Galbraith, a former executive director of the congressional Joint Economic Committee, put it this way: “The projected impact of Senator Sanders’ proposals stems from their scale and ambition. When you dare to do big things, and when you run it through a standard model, you get a big result.”

Others on the Democratic left agree. Robert Reich, professor of public policy at the University of California (Berkeley), one-time labor secretary (1993-96), and estranged former political ally of the Clintons — he’s endorsed Sanders — seconded the obvious: the Sanders plan’s projected impact, as calculated by Friedman, is a function of its magnitude; that is, the anticipated results reflect the program’s size. “There is nothing unrealistic about it,” said Reich.

The Friedman projections, a 5.3% annual growth rate and a 3.8% unemployment rate, figures dismissed by the critics as totally lacking in credibility, are in Reich’s view entirely attainable. Money freed up by the Sanders single-payer system alone, he argues, would improve America’s economic performance long-term by reducing the debilitating drag of our existing wasteful and inefficient health-care system, which consumes 18% of the entire national economy.

The critics, however, remain unconvinced. A guest op-ed column by economist Justin Wolfers, a supporter of the original anti-Friedman four, appearing in the Times (Where else?) on March 1, lays out what is evidently Professor Friedman’s irredeemable sin. Since Friedman assumes a stimulus on the order of the Sanders plan can generate a permanent improvement in national economic performance and not just a temporary uptick, his numbers, Wolfers is shocked (shocked!) to report, “don’t represent conventional economic thinking” — the failed conventional thinking endorsed and represented by the economists of the anti-Sanders brigade.

So who exactly are these press-described “left-leaning” or “liberal” economists whose views, Paul Krugman insists, represent the progressive movement? As befits individuals who have served in the administrations of corporate Democrats Bill Clinton and Barack Obama, they are largely centrists with pro-business inclinations. Their professional backgrounds are a world removed from those of Gerald Friedman, a labor economist, and iconoclastic public intellectuals Jamie Galbraith and Robert Reich, neither of whom has enjoyed much access to the Obama White House.

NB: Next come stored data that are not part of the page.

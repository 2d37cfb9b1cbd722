//! Cached controller inventory. Only the most recent snapshot is kept; a new
//! upload atomically replaces the previous one.

use chrono::Utc;
use serde::{Deserialize, Serialize};
use sqlx::Connection;

use crate::bacnet::ObjectType;

use super::retry::{with_db_retry, DEFAULT_ATTEMPTS};
use super::{Result, Store};

/// One BACnet object of a controller, as declared by the cloud.
#[derive(Debug, Clone, Serialize, Deserialize)]
pub struct ObjectSpec {
    #[serde(rename = "type")]
    pub object_type: ObjectType,
    pub point_id: i64,
    /// Cloud-assigned stable identifier of the point.
    pub iot_device_point_id: String,
    #[serde(default)]
    pub properties: serde_json::Value,
}

/// One field controller with its declared object list.
#[derive(Debug, Clone, Serialize, Deserialize)]
pub struct ControllerSpec {
    pub vendor_id: i64,
    pub device_id: i64,
    pub controller_ip_address: String,
    pub controller_id: String,
    #[serde(default)]
    pub object_list: Vec<ObjectSpec>,
}

impl Store {
    /// Stores a new inventory snapshot, discarding the previous one in the
    /// same transaction.
    pub async fn save_inventory(&self, controllers: &[ControllerSpec]) -> Result<()> {
        let json = serde_json::to_string(controllers)?;
        let json = json.as_str();
        with_db_retry("save_inventory", DEFAULT_ATTEMPTS, || async move {
            let now = Utc::now();
            let mut conn = self.session().await;
            let mut tx = conn.begin().await?;
            sqlx::query("DELETE FROM bacnet_config")
                .execute(&mut *tx)
                .await?;
            sqlx::query(
                "INSERT INTO bacnet_config (bacnet_devices, created_at, updated_at) \
                 VALUES (?, ?, ?)",
            )
            .bind(json)
            .bind(now)
            .bind(now)
            .execute(&mut *tx)
            .await?;
            tx.commit().await?;
            Ok(())
        })
        .await
    }

    /// The most recent inventory snapshot, if any was ever uploaded.
    pub async fn load_inventory(&self) -> Result<Option<Vec<ControllerSpec>>> {
        let json = with_db_retry("load_inventory", DEFAULT_ATTEMPTS, || async move {
            let mut conn = self.session().await;
            let row: Option<(Option<String>,)> = sqlx::query_as(
                "SELECT bacnet_devices FROM bacnet_config ORDER BY created_at DESC LIMIT 1",
            )
            .fetch_optional(&mut *conn)
            .await?;
            Ok(row.and_then(|(devices,)| devices))
        })
        .await?;

        match json {
            Some(json) => Ok(Some(serde_json::from_str(&json)?)),
            None => Ok(None),
        }
    }
}
use std::fs::File;
use std::ops::{Deref, DerefMut};
use std::path::Path;
use std::sync::atomic::{AtomicU64, AtomicUsize, Ordering};
use std::sync::Arc;

use log::{debug, warn};
use sqlx::{Connection, SqliteConnection};
use tokio::sync::{Mutex, MutexGuard};

pub mod deployment;
pub mod inventory;
pub mod points;
pub mod readers;
mod retry;
pub mod status;

pub use deployment::DeploymentConfig;
pub use points::ControllerPoint;
pub use status::{ConnectionStatus, DeviceStatus, DeviceStatusUpdate, MonitoringStatus};

/// Active sessions above this count indicate that something is holding the
/// store for too long; the agent keeps working but complains.
const SESSION_WARN_THRESHOLD: usize = 20;

#[derive(Debug, thiserror::Error)]
pub enum Error {
    #[error(transparent)]
    Sqlite(#[from] sqlx::Error),
    #[error(transparent)]
    Io(#[from] std::io::Error),
    #[error(transparent)]
    Migrate(#[from] sqlx::migrate::MigrateError),
    #[error(transparent)]
    Json(#[from] serde_json::Error),
    #[error("database schema is not initialized; run `bms-iot-agent db migrate` first")]
    SchemaMissing,
}

pub type Result<T> = std::result::Result<T, Error>;

#[derive(Debug, Default)]
struct SessionGauge {
    active: AtomicUsize,
    total: AtomicU64,
}

/// Exclusive handle on the store connection for the duration of one logical
/// operation. Never hand this to another task; each operation acquires its
/// own session and releases it on every exit path.
pub(crate) struct Session<'a> {
    guard: MutexGuard<'a, SqliteConnection>,
    gauge: &'a SessionGauge,
}

impl Deref for Session<'_> {
    type Target = SqliteConnection;

    fn deref(&self) -> &Self::Target {
        &self.guard
    }
}

impl DerefMut for Session<'_> {
    fn deref_mut(&mut self) -> &mut Self::Target {
        &mut self.guard
    }
}

impl Drop for Session<'_> {
    fn drop(&mut self) {
        self.gauge.active.fetch_sub(1, Ordering::Relaxed);
    }
}

/// Embedded relational store backing the staging pipeline, the device status
/// snapshot, the controller inventory and the deployment identity.
#[derive(Debug, Clone)]
pub struct Store {
    conn: Arc<Mutex<SqliteConnection>>,
    gauge: Arc<SessionGauge>,
}

impl Store {
    /// Opens the database file, creating it when absent. The schema itself is
    /// managed by the migrator; see [`Store::migrate`].
    pub async fn open(path: &Path) -> Result<Store> {
        if !path.exists() {
            debug!("Creating local database file at '{}'", path.display());
            if let Some(parent) = path.parent() {
                if !parent.as_os_str().is_empty() {
                    std::fs::create_dir_all(parent)?;
                }
            }
            File::create(path)?;
        }

        let conn = SqliteConnection::connect(&path.as_os_str().to_string_lossy()).await?;
        debug!("Connection to SQLite established");

        Ok(Store {
            conn: Arc::new(Mutex::new(conn)),
            gauge: Arc::new(SessionGauge::default()),
        })
    }

    /// Applies all pending schema migrations. Invoked from the CLI, never
    /// implicitly at agent startup.
    pub async fn migrate(&self) -> Result<()> {
        let mut conn = self.session().await;
        sqlx::migrate!("./migrations").run(&mut *conn).await?;
        Ok(())
    }

    /// Verifies that the migrator has run at least once. The agent refuses to
    /// start against an empty database file.
    pub async fn ensure_schema(&self) -> Result<()> {
        let mut conn = self.session().await;
        let present: Option<(String,)> = sqlx::query_as(
            "SELECT name FROM sqlite_master WHERE type = 'table' AND name = 'controller_points'",
        )
        .fetch_optional(&mut *conn)
        .await?;

        match present {
            Some(_) => Ok(()),
            None => Err(Error::SchemaMissing),
        }
    }

    pub(crate) async fn session(&self) -> Session<'_> {
        let active = self.gauge.active.fetch_add(1, Ordering::Relaxed) + 1;
        self.gauge.total.fetch_add(1, Ordering::Relaxed);
        if active > SESSION_WARN_THRESHOLD {
            warn!("{active} store sessions active, something is hogging the database");
        }

        Session {
            guard: self.conn.lock().await,
            gauge: &self.gauge,
        }
    }

    /// (active, total) session counters, used by logs and tests.
    pub fn session_counts(&self) -> (usize, u64) {
        (
            self.gauge.active.load(Ordering::Relaxed),
            self.gauge.total.load(Ordering::Relaxed),
        )
    }
}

All four of the Sanders-Friedman antagonists were establishment-approved chairs of the president’s Council of Economic Advisors under either Clinton or Obama. Two (Goolsbee and Tyson) are business-school professors and advocates of free trade. One (Krueger) views education as the answer to economic inequality. And one (Romer) actually argued for a bigger, Sanders-like stimulus ($1.8 trillion) in 2009 before falling into line with the wholly inadequate Obama consensus of $800 billion. Their politically colored opinions deserve to be taken with a large grain of salt.

Wayne O’Leary is a writer in Orono, Maine, specializing in political economy. He holds a doctorate in American history and is the author of two prizewinning books.